Return the lines below exactly as they appear, please, starting with the first and ending with the one that contains "pub fn storage_set(items: JsValue)".

---- Recorded information

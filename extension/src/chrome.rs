// chrome.* extension APIs (Manifest V3, promise flavour)

use wasm_bindgen::prelude::*;

#[wasm_bindgen]
extern "C" {
    #[wasm_bindgen(js_namespace = ["chrome", "storage", "local"], js_name = get)]
    pub fn storage_get(keys: JsValue) -> js_sys::Promise;

    #[wasm_bindgen(js_namespace = ["chrome", "storage", "local"], js_name = set)]
    pub fn storage_set(items: JsValue) -> js_sys::Promise;

    #[wasm_bindgen(js_namespace = ["chrome", "alarms"], js_name = create)]
    pub fn alarms_create(name: &str, alarm_info: JsValue) -> js_sys::Promise;

    #[wasm_bindgen(js_namespace = ["chrome", "notifications"], js_name = create)]
    pub fn notifications_create(options: JsValue) -> js_sys::Promise;

    #[wasm_bindgen(js_namespace = ["chrome", "notifications"], js_name = clear)]
    pub fn notifications_clear(notification_id: &str) -> js_sys::Promise;

    #[wasm_bindgen(js_namespace = ["chrome", "action"], js_name = openPopup)]
    pub fn action_open_popup() -> js_sys::Promise;
}

/// Serialize through JSON into a plain JS object
pub fn to_js<T: serde::Serialize>(value: &T) -> Result<JsValue, JsValue> {
    let json = serde_json::to_string(value)
        .map_err(|e| JsValue::from_str(&format!("Serialization error: {}", e)))?;
    js_sys::JSON::parse(&json)
}

/// Inverse of `to_js`
pub fn from_js<T: serde::de::DeserializeOwned>(value: &JsValue) -> Result<T, JsValue> {
    let json: String = js_sys::JSON::stringify(value)?.into();
    serde_json::from_str(&json).map_err(|e| JsValue::from_str(&format!("Parse error: {}", e)))
}
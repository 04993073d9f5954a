// Typed access to the four persisted fields
//
// Hosts provide a flat JSON key-value store (chrome.storage.local, a file,
// memory); `ReminderStore` hides the keys and value coercions.

use async_trait::async_trait;
use serde_json::{Map, Value};

use crate::error::Result;
use crate::position::ReadingPosition;

pub const CURRENT_CHAPTER_KEY: &str = "currentChapter";
pub const CURRENT_VERSE_KEY: &str = "currentVerse";
pub const LAST_SHOWN_TIME_KEY: &str = "lastShownTime";
pub const REMINDERS_ENABLED_KEY: &str = "remindersEnabled";

#[async_trait(?Send)]
pub trait KeyValueStore {
    /// Values for the requested keys; absent keys are omitted
    async fn get(&self, keys: &[&str]) -> Result<Map<String, Value>>;

    /// Merge `items` into the store
    async fn set(&self, items: Map<String, Value>) -> Result<()>;
}

pub struct ReminderStore<S> {
    inner: S,
}

impl<S: KeyValueStore> ReminderStore<S> {
    pub fn new(inner: S) -> Self {
        Self { inner }
    }

    pub fn inner(&self) -> &S {
        &self.inner
    }

    /// Install-time defaults: 1:1, shown now, reminders on
    pub async fn seed(&self, now_millis: i64) -> Result<()> {
        let mut items = Map::new();
        items.insert(CURRENT_CHAPTER_KEY.into(), Value::from(1));
        items.insert(CURRENT_VERSE_KEY.into(), Value::from(1));
        items.insert(LAST_SHOWN_TIME_KEY.into(), Value::from(now_millis));
        items.insert(REMINDERS_ENABLED_KEY.into(), Value::from(true));
        self.inner.set(items).await
    }

    /// Stored position, with unset or zero fields falling back to 1
    pub async fn position(&self) -> Result<ReadingPosition> {
        let values = self
            .inner
            .get(&[CURRENT_CHAPTER_KEY, CURRENT_VERSE_KEY])
            .await?;

        let field = |key: &str| {
            values
                .get(key)
                .and_then(as_integer)
                .and_then(|n| u16::try_from(n).ok())
                .filter(|n| *n > 0)
                .unwrap_or(1)
        };

        Ok(ReadingPosition::new(
            field(CURRENT_CHAPTER_KEY),
            field(CURRENT_VERSE_KEY),
        ))
    }

    /// Persist a committed navigation together with its display time
    pub async fn set_position(&self, position: ReadingPosition, now_millis: i64) -> Result<()> {
        let mut items = Map::new();
        items.insert(CURRENT_CHAPTER_KEY.into(), Value::from(position.chapter));
        items.insert(CURRENT_VERSE_KEY.into(), Value::from(position.verse));
        items.insert(LAST_SHOWN_TIME_KEY.into(), Value::from(now_millis));
        self.inner.set(items).await
    }

    pub async fn last_shown_time(&self) -> Result<Option<i64>> {
        let values = self.inner.get(&[LAST_SHOWN_TIME_KEY]).await?;
        Ok(values.get(LAST_SHOWN_TIME_KEY).and_then(as_integer))
    }

    pub async fn set_last_shown_time(&self, now_millis: i64) -> Result<()> {
        let mut items = Map::new();
        items.insert(LAST_SHOWN_TIME_KEY.into(), Value::from(now_millis));
        self.inner.set(items).await
    }

    /// Unset counts as disabled, matching a store that was never seeded
    pub async fn reminders_enabled(&self) -> Result<bool> {
        let values = self.inner.get(&[REMINDERS_ENABLED_KEY]).await?;
        Ok(values
            .get(REMINDERS_ENABLED_KEY)
            .and_then(Value::as_bool)
            .unwrap_or(false))
    }

    pub async fn set_reminders_enabled(&self, enabled: bool) -> Result<()> {
        let mut items = Map::new();
        items.insert(REMINDERS_ENABLED_KEY.into(), Value::from(enabled));
        self.inner.set(items).await
    }
}

/// Browsers hand numbers back as doubles (`Date.now()`), so accept both
fn as_integer(value: &Value) -> Option<i64> {
    value
        .as_i64()
        .or_else(|| value.as_f64().map(|f| f as i64))
}

#[cfg(test)]
mod tests {
    use super::*;
    use crate::testing::MemoryStore;

    #[tokio::test]
    async fn test_seed_defaults() {
        let store = ReminderStore::new(MemoryStore::new());
        store.seed(1_000).await.unwrap();

        assert_eq!(store.position().await.unwrap(), ReadingPosition::new(1, 1));
        assert_eq!(store.last_shown_time().await.unwrap(), Some(1_000));
        assert!(store.reminders_enabled().await.unwrap());
    }

    #[tokio::test]
    async fn test_unset_position_defaults_to_start() {
        let store = ReminderStore::new(MemoryStore::new());
        assert_eq!(store.position().await.unwrap(), ReadingPosition::default());
        assert_eq!(store.last_shown_time().await.unwrap(), None);
        assert!(!store.reminders_enabled().await.unwrap());
    }

    #[tokio::test]
    async fn test_float_values_are_accepted() {
        let memory = MemoryStore::new();
        memory.insert(CURRENT_CHAPTER_KEY, Value::from(18.0));
        memory.insert(CURRENT_VERSE_KEY, Value::from(0));
        memory.insert(LAST_SHOWN_TIME_KEY, Value::from(1_700_000_000_123.0));
        let store = ReminderStore::new(memory);

        assert_eq!(store.position().await.unwrap(), ReadingPosition::new(18, 1));
        assert_eq!(
            store.last_shown_time().await.unwrap(),
            Some(1_700_000_000_123)
        );
    }

    #[tokio::test]
    async fn test_set_position_updates_time() {
        let store = ReminderStore::new(MemoryStore::new());
        store
            .set_position(ReadingPosition::new(3, 4), 42)
            .await
            .unwrap();

        assert_eq!(store.position().await.unwrap(), ReadingPosition::new(3, 4));
        assert_eq!(store.last_shown_time().await.unwrap(), Some(42));
    }
}
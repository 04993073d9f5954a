use crate::icons;
use dioxus::prelude::*;
use verse_core::ViewState;

const BISMILLAH: &str = "بِسْمِ ٱللَّهِ ٱلرَّحْمَـٰنِ ٱلرَّحِيمِ";

#[component]
pub fn VerseCard(state: ViewState) -> Element {
    rsx! {
        div { class: "bg-white rounded-lg shadow-lg p-6 mb-4",
            if let Some(verse) = &state.verse {
                div { class: "text-center mb-4",
                    h2 { class: "text-lg font-bold text-gray-900", "{verse.chapter_title}" }
                    p { class: "text-xs text-gray-500", "{verse.revelation}" }
                }
            }

            if state.bismillah {
                p { class: "text-center text-2xl text-emerald-700 mb-4", dir: "rtl", "{BISMILLAH}" }
            }

            if state.sajda_warning {
                div { class: "flex items-center bg-amber-50 border border-amber-200 rounded-lg p-3 mb-4",
                    icons::AlertCircle { class: Some("w-4 h-4 text-amber-600 mr-2".to_string()) }
                    p { class: "text-xs text-amber-800", "This verse contains a sajda (prostration)." }
                }
            }

            if let Some(error) = &state.error {
                div { class: "flex items-center bg-red-50 border border-red-200 rounded-lg p-3 mb-4",
                    icons::AlertCircle { class: Some("w-4 h-4 text-red-600 mr-2".to_string()) }
                    p { class: "text-sm text-red-800", "{error}" }
                }
            }

            if let Some(notice) = &state.notice {
                div { class: "flex items-center bg-green-50 border border-green-200 rounded-lg p-3 mb-4",
                    icons::CheckCircle { class: Some("w-4 h-4 text-green-600 mr-2".to_string()) }
                    p { class: "text-sm text-green-800", "{notice}" }
                }
            }

            if state.loading {
                div { class: "text-center py-8",
                    div { class: "animate-spin w-10 h-10 border-4 border-emerald-600 border-t-transparent rounded-full mx-auto mb-3" }
                    p { class: "text-sm text-gray-500", "Loading verse..." }
                }
            } else if let Some(verse) = &state.verse {
                p { class: "text-right text-2xl leading-loose text-gray-900 mb-4", dir: "rtl", "{verse.arabic}" }
                p { class: "text-base text-gray-700 mb-4", "{verse.translation}" }
                p { class: "text-xs text-gray-400 text-center", "{verse.meta}" }
            }
        }
    }
}
impl<Src, S, V, C> Presenter<Src, S, V, C>
where
    Src: VerseSource,
    S: KeyValueStore,
    V: PopupView,
    C: Clock,
{
    pub fn new(source: Src, store: S, view: V, clock: C, api: ApiConfig) -> Self {
        Self {
            source,
            store: ReminderStore::new(store),
            view,
            clock,
            api,
            info: RefCell::new(None),
            position: Cell::new(ReadingPosition::default()),
            state: RefCell::new(ViewState::default()),
            generation: Cell::new(0),
        }
    }

    pub fn position(&self) -> ReadingPosition {
        self.position.get()
    }

    pub fn state(&self) -> ViewState {
        self.state.borrow().clone()
    }

    pub fn store(&self) -> &ReminderStore<S> {
        &self.store
    }

    pub fn view(&self) -> &V {
        &self.view
    }

    pub fn is_ready(&self) -> bool {
        self.info.borrow().is_some()
    }

    /// Load metadata and the saved position, then render
    pub async fn initialize(&self) {
        if let Err(e) = self.load_session().await {
            tracing::error!("Initialization error: {}", e);
            self.show_error(INIT_ERROR);
            return;
        }
        self.render().await;
    }

    async fn load_session(&self) -> Result<()> {
        let info = self.source.fetch_info().await?;

        let mut position = self.store.position().await?;
        if !info.contains(position) {
            tracing::warn!("Stored position {} is out of range, starting over", position);
            position = ReadingPosition::default();
        }

        self.position.set(position);
        *self.info.borrow_mut() = Some(Rc::new(info));
        tracing::info!("Presenter ready at {}", position);
        Ok(())
    }

    fn info(&self) -> Option<Rc<QuranInfo>> {
        self.info.borrow().clone()
    }

    /// Fetch and show the verse at the current position
    pub async fn render(&self) {
        let generation = self.generation.get() + 1;
        self.generation.set(generation);

        let Some(info) = self.info() else {
            self.show_error(INIT_ERROR);
            return;
        };
        let position = self.position.get();

        self.modify(|state| {
            state.loading = true;
            state.error = None;
            state.notice = None;
            state.bismillah = position.shows_bismillah();
            state.sajda_warning = info.is_sajda(position);
        });

        let loaded = self.load_verse(&info, position).await;

        if self.generation.get() != generation {
            tracing::debug!("Discarding stale render of {}", position);
            return;
        }

        match loaded {
            Ok(display) => {
                let progress = position.progress_percent(&info);
                self.modify(|state| {
                    state.verse = Some(display);
                    state.progress = progress;
                    state.loading = false;
                });

                if let Err(e) = self.store.set_last_shown_time(self.clock.now_millis()).await {
                    tracing::error!("Failed to record last shown time: {}", e);
                }
            }
            Err(e) => {
                tracing::error!("Display verse error at {}: {}", position, e);
                self.show_error(LOAD_ERROR);
            }
        }
    }

    async fn load_verse(&self, info: &QuranInfo, position: ReadingPosition) -> Result<VerseDisplay> {
        let quran_edition = self.api.quran_edition.as_str();
        let translation_edition = self.api.translation_edition.as_str();

        let (verse, translation) = futures::try_join!(
            self.source.fetch_verse(quran_edition, position),
            self.source.fetch_verse(translation_edition, position),
        )?;

        let arabic = verse.into_text(quran_edition, position)?;
        let translation = translation.into_text(translation_edition, position)?;

        let out_of_range = || VerseError::PositionOutOfRange {
            chapter: position.chapter,
            verse: position.verse,
        };
        let chapter = info.chapter(position.chapter).ok_or_else(out_of_range)?;
        let verse_info = info.verse(position).ok_or_else(out_of_range)?;

        Ok(VerseDisplay {
            arabic,
            translation,
            chapter_title: chapter.title(),
            revelation: format!("Revealed in {}", chapter.revelation),
            meta: format!(
                "Juz {} | Page {} | Line {}",
                verse_info.juz, verse_info.page, verse_info.line
            ),
        })
    }

    /// Step to the next verse, asking first if it is a sajda verse
    pub async fn advance(&self) -> Navigation {
        let Some(info) = self.info() else {
            self.show_error(INIT_ERROR);
            return Navigation::Unavailable;
        };

        let next = match self.position.get().next(&info) {
            Ok(Advance::To(next)) => next,
            Ok(Advance::Completed) => {
                self.modify(|state| {
                    state.notice = Some(COMPLETED_MESSAGE.to_string());
                    state.loading = false;
                });
                return Navigation::Completed;
            }
            Err(e) => {
                tracing::error!("Move to next verse error: {}", e);
                self.show_error(MOVE_ERROR);
                return Navigation::Failed;
            }
        };

        if info.is_sajda(next) && !self.view.confirm(SAJDA_PROMPT) {
            tracing::info!("Navigation to sajda verse {} declined", next);
            return Navigation::Declined;
        }

        if let Err(e) = self.store.set_position(next, self.clock.now_millis()).await {
            tracing::error!("Move to next verse error: {}", e);
            self.show_error(MOVE_ERROR);
            return Navigation::Failed;
        }

        self.position.set(next);
        self.render().await;
        Navigation::Moved(next)
    }

    fn show_error(&self, message: &str) {
        self.modify(|state| {
            state.error = Some(message.to_string());
            state.loading = false;
        });
    }

    fn modify(&self, f: impl FnOnce(&mut ViewState)) {
        let snapshot = {
            let mut state = self.state.borrow_mut();
            f(&mut state);
            state.clone()
        };
        self.view.update(&snapshot);
    }
}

--------

- Exercise response -
filename extension/src/chrome.rs
// chrome.* extension APIs (Manifest V3, promise flavour)

use wasm_bindgen::prelude::*;

#[wasm_bindgen]
extern "C" {
    #[wasm_bindgen(js_namespace = ["chrome", "storage", "local"], js_name = get)]
    pub fn storage_get(keys: JsValue) -> js_sys::Promise;

    #[wasm_bindgen(js_namespace = ["chrome", "storage", "local"], js_name = set)]
    pub fn storage_set(items: JsValue) -> js_sys::Promise;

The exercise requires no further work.